Anxiety index: 7 (out of 10).
Book given away: Minaret, by Leila Aboulela.
Surprise guest(s): My friend Megan C., whom I haven’t seen since grad school.
No. of Moroccans who said hello:2
One of my favorite bookstores in the U.S. is the Elliott Bay Book Company in Seattle; it was a special treat to have a reading here. In addition, bookseller Rick Simonson has been very supportive of Hope and Other Dangerous Pursuits (going as far as to give copies of the book to people coming through town) so I felt I was among friends when I arrived. On top of that, the Arab Center of Washington co-sponsored the event, and they did a wonderful job getting the word out.
I read from the middle of the book, the first scene in “Better Luck Tomorrow.” One of the most pleasurable parts of readings for me is the Q&A–I’m always interested to hear what people have to say. This time, I had a couple of questions about the choice of writing fiction in English.

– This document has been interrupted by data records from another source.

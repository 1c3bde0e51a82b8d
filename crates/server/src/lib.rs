//! HTTP layer: application state, routing, and error mapping.

pub mod config;
pub mod error;
pub mod routes;

use std::sync::Arc;

use db::DBService;
use services::services::studio::StudioService;

/// Shared application state handed to every route handler.
#[derive(Clone)]
pub struct AppState {
    db: DBService,
    studio: Arc<StudioService>,
}

impl AppState {
    pub fn new(db: DBService) -> Self {
        Self {
            db,
            studio: Arc::new(StudioService::new()),
        }
    }

    pub fn db(&self) -> &DBService {
        &self.db
    }

    pub fn studio(&self) -> &StudioService {
        &self.studio
    }
}
//! Derives a UI plan from free text and an optional previous plan.
//!
//! Intent classification is plain regex keyword matching over the
//! lower-cased input. The planner starts from a clone of the previous
//! plan and only ever adds whitelisted components, so its output always
//! passes validation.

use once_cell::sync::Lazy;
use regex::Regex;
use utils::text::truncate_chars;

use super::ui_plan::{ComponentKind, Kpi, Layout, TITLE_MAX_CHARS, TableSpec, Tone, UiPlan};

static LANDING_INTENT: Lazy<Regex> =
    Lazy::new(|| Regex::new(r"\b(landing|marketing|hero|homepage|home page|splash)\b").unwrap());
static SETTINGS_INTENT: Lazy<Regex> =
    Lazy::new(|| Regex::new(r"\b(settings|preferences|configuration|account|profile)\b").unwrap());
static DASHBOARD_INTENT: Lazy<Regex> =
    Lazy::new(|| Regex::new(r"\b(dashboard|analytics|metrics|kpis?|reports?)\b").unwrap());

static SIDEBAR_HINT: Lazy<Regex> =
    Lazy::new(|| Regex::new(r"\b(sidebar|side nav|navigation)\b").unwrap());
static CHART_HINT: Lazy<Regex> =
    Lazy::new(|| Regex::new(r"\b(charts?|graphs?|trends?|visuali[sz]ations?)\b").unwrap());
static TABLE_HINT: Lazy<Regex> =
    Lazy::new(|| Regex::new(r"\b(tables?|rows|records|listing)\b").unwrap());
static EMPTY_HINT: Lazy<Regex> =
    Lazy::new(|| Regex::new(r"\b(empty state|placeholder|no data)\b").unwrap());

static TONE_MINIMAL: Lazy<Regex> =
    Lazy::new(|| Regex::new(r"\b(minimal|minimalist|clean|simple)\b").unwrap());
static TONE_PLAYFUL: Lazy<Regex> =
    Lazy::new(|| Regex::new(r"\b(playful|fun|friendly|whimsical)\b").unwrap());
static TONE_ENTERPRISE: Lazy<Regex> =
    Lazy::new(|| Regex::new(r"\b(enterprise|corporate|professional|serious)\b").unwrap());

// Matched against the raw text so the captured title keeps its casing.
static TITLE_OVERRIDE: Lazy<Regex> =
    Lazy::new(|| Regex::new(r"(?i)\b(?:title|name)\s*:\s*([^\n]+)\s*$").unwrap());

/// Compute a new plan from `text` and the plan it refines. The input
/// plan is never mutated; the result is a fresh value.
pub fn plan_from_prompt(text: &str, previous: Option<&UiPlan>) -> UiPlan {
    let input = text.to_lowercase();
    let mut plan = previous.cloned().unwrap_or_else(UiPlan::base);

    // Layout precedence: landing > settings > dashboard.
    let layout = if LANDING_INTENT.is_match(&input) {
        Layout::Landing
    } else if SETTINGS_INTENT.is_match(&input) {
        Layout::Settings
    } else {
        Layout::Dashboard
    };
    plan.layout = Some(layout);
    plan.tone = Some(tone_from_input(&input));

    if DASHBOARD_INTENT.is_match(&input) {
        plan.add_component(ComponentKind::KpiGrid);
        plan.add_component(ComponentKind::LineChartCard);
    }
    if SIDEBAR_HINT.is_match(&input) {
        plan.add_component(ComponentKind::Sidebar);
    }
    if CHART_HINT.is_match(&input) {
        plan.add_component(ComponentKind::LineChartCard);
        plan.add_component(ComponentKind::BarChartCard);
    }
    if TABLE_HINT.is_match(&input) {
        plan.add_component(ComponentKind::DataTable);
    }
    if EMPTY_HINT.is_match(&input) {
        plan.add_component(ComponentKind::EmptyState);
    }

    if let Some(title) = extract_title_override(text) {
        plan.content.title = title;
    }

    // Landing replaces the accumulated set wholesale; settings appends
    // to it. Long-standing behavior the generated output depends on.
    match layout {
        Layout::Landing => {
            plan.components = vec![
                ComponentKind::AppShell.to_string(),
                ComponentKind::TopNav.to_string(),
                ComponentKind::DataTable.to_string(),
            ];
            plan.content.subtitle = Some("Everything you need, one page down".to_string());
            plan.content.table = Some(landing_feature_table());
        }
        Layout::Settings => {
            plan.add_component(ComponentKind::SettingsModal);
            plan.add_component(ComponentKind::DataTable);
            if plan.content.subtitle.is_none() {
                plan.content.subtitle = Some("Workspace preferences".to_string());
            }
        }
        Layout::Dashboard => {}
    }

    // Components without content render empty; fill deterministic
    // sample data so the generator always has something to show.
    if plan.has_component(ComponentKind::KpiGrid) && plan.content.kpis.is_none() {
        plan.content.kpis = Some(default_kpis());
    }
    if plan.has_component(ComponentKind::DataTable) && plan.content.table.is_none() {
        plan.content.table = Some(default_table());
    }

    plan
}

/// Tone ladder: minimal > playful > enterprise > default bold.
fn tone_from_input(input: &str) -> Tone {
    if TONE_MINIMAL.is_match(input) {
        Tone::Minimal
    } else if TONE_PLAYFUL.is_match(input) {
        Tone::Playful
    } else if TONE_ENTERPRISE.is_match(input) {
        Tone::Enterprise
    } else {
        Tone::Bold
    }
}

/// A trailing `title:` / `name:` suffix overrides the plan title,
/// trimmed and capped. A blank capture is ignored.
fn extract_title_override(text: &str) -> Option<String> {
    let captures = TITLE_OVERRIDE.captures(text.trim())?;
    let raw = captures.get(1)?.as_str().trim();
    if raw.is_empty() {
        return None;
    }
    Some(truncate_chars(raw, TITLE_MAX_CHARS))
}

fn default_kpis() -> Vec<Kpi> {
    vec![
        Kpi {
            label: "Active users".to_string(),
            value: "1,204".to_string(),
            delta: Some("+4.2%".to_string()),
        },
        Kpi {
            label: "Conversion".to_string(),
            value: "3.1%".to_string(),
            delta: Some("+0.4%".to_string()),
        },
        Kpi {
            label: "Churn".to_string(),
            value: "1.8%".to_string(),
            delta: Some("-0.2%".to_string()),
        },
    ]
}

fn default_table() -> TableSpec {
    TableSpec {
        columns: vec!["Name".to_string(), "Status".to_string(), "Updated".to_string()],
        rows: vec![
            vec!["Orion rollout".to_string(), "On track".to_string(), "2h ago".to_string()],
            vec!["Billing revamp".to_string(), "At risk".to_string(), "1d ago".to_string()],
            vec!["Mobile beta".to_string(), "Shipped".to_string(), "3d ago".to_string()],
        ],
    }
}

fn landing_feature_table() -> TableSpec {
    TableSpec {
        columns: vec!["Feature".to_string(), "Why it matters".to_string()],
        rows: vec![
            vec![
                "Instant setup".to_string(),
                "Go live in minutes, not weeks".to_string(),
            ],
            vec![
                "Flexible plans".to_string(),
                "Scale up or down as you grow".to_string(),
            ],
            vec![
                "Priority support".to_string(),
                "A human answers within the hour".to_string(),
            ],
        ],
    }
}
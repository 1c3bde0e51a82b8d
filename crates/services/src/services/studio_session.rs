//! In-memory session state for the UI Studio: the chat transcript, the
//! current model, and the append-only version history.

use chrono::{DateTime, Utc};
use serde::{Deserialize, Serialize};
use strum_macros::{Display, EnumString};
use ts_rs::TS;
use utils::text::truncate_chars;
use uuid::Uuid;

use super::ui_plan::UiPlan;

/// Maximum stored length of a chat message, in characters.
pub const MESSAGE_MAX_CHARS: usize = 4000;

#[derive(Debug, Clone, Copy, PartialEq, Eq, Serialize, Deserialize, TS, EnumString, Display)]
#[serde(rename_all = "lowercase")]
#[strum(serialize_all = "lowercase")]
pub enum MessageRole {
    User,
    Assistant,
}

/// One entry in the session transcript. Immutable once created.
#[derive(Debug, Clone, PartialEq, Serialize, Deserialize, TS)]
pub struct ChatMessage {
    pub id: Uuid,
    pub role: MessageRole,
    pub content: String,
    pub timestamp: DateTime<Utc>,
}

impl ChatMessage {
    fn new(role: MessageRole, content: &str) -> Self {
        Self {
            id: Uuid::new_v4(),
            role,
            content: truncate_chars(content, MESSAGE_MAX_CHARS),
            timestamp: Utc::now(),
        }
    }

    pub fn user(content: &str) -> Self {
        Self::new(MessageRole::User, content)
    }

    pub fn assistant(content: &str) -> Self {
        Self::new(MessageRole::Assistant, content)
    }
}

/// The unit of versioning: a plan plus everything derived from it.
#[derive(Debug, Clone, PartialEq, Serialize, Deserialize, TS)]
pub struct UiModel {
    pub plan: UiPlan,
    pub code: String,
    pub explanation: String,
}

/// Append-only history of produced models. Entries are never reordered,
/// replaced, or truncated; the index is the stable restore handle.
#[derive(Debug, Clone, Default, Serialize, Deserialize, TS)]
pub struct VersionStore {
    entries: Vec<UiModel>,
}

impl VersionStore {
    /// Add a model at the end and return its index.
    pub fn append(&mut self, model: UiModel) -> usize {
        self.entries.push(model);
        self.entries.len() - 1
    }

    pub fn get(&self, index: usize) -> Option<&UiModel> {
        self.entries.get(index)
    }

    pub fn iter(&self) -> impl Iterator<Item = &UiModel> {
        self.entries.iter()
    }

    pub fn len(&self) -> usize {
        self.entries.len()
    }

    pub fn is_empty(&self) -> bool {
        self.entries.is_empty()
    }
}

/// Per-session state. Owned by the studio service registry and threaded
/// through its operations; never global.
#[derive(Debug, Clone, Serialize, Deserialize, TS)]
pub struct StudioSession {
    pub id: Uuid,
    pub messages: Vec<ChatMessage>,
    pub current: Option<UiModel>,
    pub versions: VersionStore,
    pub created_at: DateTime<Utc>,
}

impl StudioSession {
    pub fn new() -> Self {
        Self {
            id: Uuid::new_v4(),
            messages: Vec::new(),
            current: None,
            versions: VersionStore::default(),
            created_at: Utc::now(),
        }
    }

    pub fn push_message(&mut self, message: ChatMessage) {
        self.messages.push(message);
    }
}

impl Default for StudioSession {
    fn default() -> Self {
        Self::new()
    }
}

#[cfg(test)]
mod tests {
    use super::*;

    fn model(title: &str) -> UiModel {
        let mut plan = UiPlan::base();
        plan.content.title = title.to_string();
        UiModel {
            plan,
            code: format!("<AppShell title=\"{title}\" />"),
            explanation: "A starting point.".to_string(),
        }
    }

    #[test]
    fn test_append_returns_sequential_indices() {
        let mut store = VersionStore::default();
        assert_eq!(store.append(model("one")), 0);
        assert_eq!(store.append(model("two")), 1);
        assert_eq!(store.len(), 2);
    }

    #[test]
    fn test_get_out_of_range() {
        let mut store = VersionStore::default();
        store.append(model("one"));
        assert!(store.get(0).is_some());
        assert!(store.get(1).is_none());
    }

    #[test]
    fn test_entries_are_not_rewritten_by_later_appends() {
        let mut store = VersionStore::default();
        let first = model("one");
        store.append(first.clone());
        store.append(model("two"));
        assert_eq!(store.get(0), Some(&first));
    }

    #[test]
    fn test_chat_message_content_is_bounded() {
        let long = "x".repeat(MESSAGE_MAX_CHARS + 100);
        let message = ChatMessage::user(&long);
        assert_eq!(message.content.chars().count(), MESSAGE_MAX_CHARS);
    }
}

Even though it isn’t my native language, it is the language in which I function–I communicate with it, I read in it, I think in it. After a few years of living in the States, I found that my fluency in my own native language wasn’t at the level where I would want it to be in order to write well. Now, the strange thing is that when I write my characters, I hear their dialogue in my ear in Arabic, and so the challenge for me is to write in a way that I can retain the rhythm of the Moroccan language as well.
Later, I did some shopping at the store, picking up a copy of Eduardo Galeano’s Memory of Fire trilogy, on Rick’s recommendation. It provides a Latin American view on the making of the New World, through short vignettes describing major and minor historical events of the 15th century onward.